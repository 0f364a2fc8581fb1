//! User field validation utilities

use std::fmt;

use once_cell::sync::Lazy;
use regex::Regex;
use serde::Serialize;
use validator::ValidateEmail;

pub const MAX_NAME_LENGTH: usize = 50;
pub const MAX_ADDRESS_LENGTH: usize = 50;
pub const MAX_EMAIL_LENGTH: usize = 50;
pub const MAX_AREA_CODE_LENGTH: usize = 5;
pub const MAX_PHONE_NUMBER_LENGTH: usize = 20;

/// Accepted postal code formats, tried in order
static POSTAL_CODE_PATTERNS: Lazy<Vec<(&'static str, Regex)>> = Lazy::new(|| {
    [
        // Colombia
        ("CO", r"^\d{6}$"),
        ("US", r"^\d{5}(-\d{4})?$"),
        ("BR", r"^\d{5}-\d{3}$"),
        ("CA", r"(?i)^[ABCEGHJKLMNPRSTVXY]\d[ABCEGHJ-NPRSTV-Z][\s-]?\d[ABCEGHJ-NPRSTV-Z]\d$"),
        ("GB", r"(?i)^(gir\s?0aa|[a-z]{1,2}\d[\da-z]?\s?\d[a-z]{2})$"),
        ("NL", r"(?i)^\d{4}\s?[a-z]{2}$"),
        ("JP", r"^\d{3}-\d{4}$"),
        ("generic", r"^\d{3,7}$"),
    ]
    .into_iter()
    .map(|(locale, pattern)| (locale, Regex::new(pattern).unwrap()))
    .collect()
});

/// What kind of rule a field violated
#[derive(Debug, Clone, Copy, PartialEq, Eq, Serialize)]
#[serde(rename_all = "snake_case", tag = "rule")]
pub enum FieldErrorKind {
    Required,
    InvalidEmail,
    InvalidPostalCode,
    TooLong { max: usize },
    Mismatch,
    /// Value could not be read as the field's type
    Malformed,
}

/// A single field-level validation failure
#[derive(Debug, Clone, PartialEq, Eq, Serialize)]
pub struct FieldError {
    pub field: &'static str,
    pub kind: FieldErrorKind,
    pub message: String,
}

impl FieldError {
    pub fn new(field: &'static str, kind: FieldErrorKind, message: impl Into<String>) -> Self {
        Self {
            field,
            kind,
            message: message.into(),
        }
    }

    pub fn required(field: &'static str, message: impl Into<String>) -> Self {
        Self::new(field, FieldErrorKind::Required, message)
    }

    pub fn too_long(field: &'static str, label: &str, max: usize) -> Self {
        Self::new(
            field,
            FieldErrorKind::TooLong { max },
            format!("{} exceeds maximum length of {} characters", label, max),
        )
    }
}

impl fmt::Display for FieldError {
    fn fmt(&self, f: &mut fmt::Formatter<'_>) -> fmt::Result {
        write!(f, "{}: {}", self.field, self.message)
    }
}

/// Collects field errors across a whole candidate
#[derive(Debug, Default)]
pub(crate) struct FieldErrors(Vec<FieldError>);

impl FieldErrors {
    pub(crate) fn push(&mut self, error: FieldError) {
        self.0.push(error);
    }

    /// Record a missing-value error and hand back the trimmed value
    pub(crate) fn require_text<'a>(
        &mut self,
        field: &'static str,
        value: Option<&'a str>,
        message: &str,
    ) -> Option<&'a str> {
        match value.map(str::trim) {
            Some(v) if !v.is_empty() => Some(v),
            _ => {
                self.push(FieldError::required(field, message));
                None
            }
        }
    }

    pub(crate) fn require<T>(&mut self, field: &'static str, value: Option<T>, message: &str) -> Option<T> {
        if value.is_none() {
            self.push(FieldError::required(field, message));
        }
        value
    }

    pub(crate) fn max_length(&mut self, field: &'static str, label: &str, value: Option<&str>, max: usize) {
        if let Some(v) = value {
            if exceeds(v, max) {
                self.push(FieldError::too_long(field, label, max));
            }
        }
    }

    pub(crate) fn into_vec(self) -> Vec<FieldError> {
        self.0
    }

    pub(crate) fn into_result(self) -> Result<(), Vec<FieldError>> {
        if self.0.is_empty() {
            Ok(())
        } else {
            Err(self.0)
        }
    }
}

fn exceeds(value: &str, max: usize) -> bool {
    value.chars().count() > max
}

/// Check an email address format
pub fn is_valid_email(email: &str) -> bool {
    email.to_string().validate_email()
}

/// Check a postal code against the supported national formats
pub fn is_valid_postal_code(code: &str) -> bool {
    postal_code_locale(code).is_some()
}

/// Return the first format that matches the postal code
pub fn postal_code_locale(code: &str) -> Option<&'static str> {
    let code = code.trim();

    POSTAL_CODE_PATTERNS
        .iter()
        .find(|(_, pattern)| pattern.is_match(code))
        .map(|(locale, _)| *locale)
}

### Instructions for the task
Determine the number of lines in the entries that hold "push". Reply with that number only.

### Solution to the problem
5